If a line in the entries below includes the string "Quadratic", copy it out.

Collected data entries:

============

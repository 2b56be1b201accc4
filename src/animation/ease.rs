/// Easing curves used to map normalized transition progress.
#[derive(
    Clone, Copy, Debug, Default, PartialEq, Eq, serde::Serialize, serde::Deserialize, clap::ValueEnum,
)]
#[serde(rename_all = "snake_case")]
pub enum Ease {
    /// Linear interpolation.
    Linear,
    /// Quadratic ease-in.
    InQuad,
    /// Quadratic ease-out.
    OutQuad,
    /// Quadratic ease-in/out.
    InOutQuad,
    /// Cubic ease-in.
    InCubic,
    /// Cubic ease-out.
    OutCubic,
    /// Cubic ease-in/out.
    InOutCubic,
    /// Material "standard" curve, cubic-bezier `(0.4, 0.0, 0.2, 1.0)`.
    #[default]
    FastOutSlowIn,
    /// Ease-out that overshoots past 1 before settling.
    OutBack,
}

impl Ease {
    /// Apply this curve to normalized progress `t`.
    ///
    /// Input is clamped to `[0, 1]`; output stays in `[0, 1]` for every curve except
    /// [`Ease::OutBack`], which overshoots.
    pub fn apply(self, t: f64) -> f64 {
        let t = t.clamp(0.0, 1.0);
        if t == 0.0 || t == 1.0 {
            return t;
        }
        match self {
            Self::Linear => t,
            Self::InQuad => t * t,
            Self::OutQuad => 1.0 - (1.0 - t) * (1.0 - t),
            Self::InOutQuad => {
                if t < 0.5 {
                    2.0 * t * t
                } else {
                    1.0 - ((-2.0 * t + 2.0).powi(2) / 2.0)
                }
            }
            Self::InCubic => t * t * t,
            Self::OutCubic => 1.0 - (1.0 - t).powi(3),
            Self::InOutCubic => {
                if t < 0.5 {
                    4.0 * t * t * t
                } else {
                    1.0 - ((-2.0 * t + 2.0).powi(3) / 2.0)
                }
            }
            Self::FastOutSlowIn => cubic_bezier(0.4, 0.0, 0.2, 1.0, t),
            Self::OutBack => {
                const C1: f64 = 1.70158;
                const C3: f64 = C1 + 1.0;
                let u = t - 1.0;
                1.0 + C3 * u.powi(3) + C1 * u.powi(2)
            }
        }
    }
}

/// Evaluate a CSS-style cubic bezier easing at `x`, solving for the curve parameter first.
fn cubic_bezier(x1: f64, y1: f64, x2: f64, y2: f64, x: f64) -> f64 {
    let cx = 3.0 * x1;
    let bx = 3.0 * (x2 - x1) - cx;
    let ax = 1.0 - cx - bx;

    let cy = 3.0 * y1;
    let by = 3.0 * (y2 - y1) - cy;
    let ay = 1.0 - cy - by;

    let sample = |a: f64, b: f64, c: f64, t: f64| ((a * t + b) * t + c) * t;
    let slope = |a: f64, b: f64, c: f64, t: f64| (3.0 * a * t + 2.0 * b) * t + c;

    let mut t = x;
    let mut solved = false;
    for _ in 0..8 {
        let err = sample(ax, bx, cx, t) - x;
        if err.abs() < 1e-9 {
            solved = true;
            break;
        }
        let d = slope(ax, bx, cx, t);
        if d.abs() < 1e-9 {
            break;
        }
        t = (t - err / d).clamp(0.0, 1.0);
    }

    if !solved {
        // Bisection fallback when Newton stalls on a flat derivative.
        let (mut lo, mut hi) = (0.0, 1.0);
        t = x;
        for _ in 0..32 {
            let v = sample(ax, bx, cx, t);
            if (v - x).abs() < 1e-9 {
                break;
            }
            if v > x {
                hi = t;
            } else {
                lo = t;
            }
            t = 0.5 * (lo + hi);
        }
    }

    sample(ay, by, cy, t)
}

#[cfg(test)]
#[path = "../../tests/unit/animation/ease.rs"]
mod tests;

============

EXERCISE SOLUTION:
    /// Quadratic ease-in.
    /// Quadratic ease-out.
    /// Quadratic ease-in/out.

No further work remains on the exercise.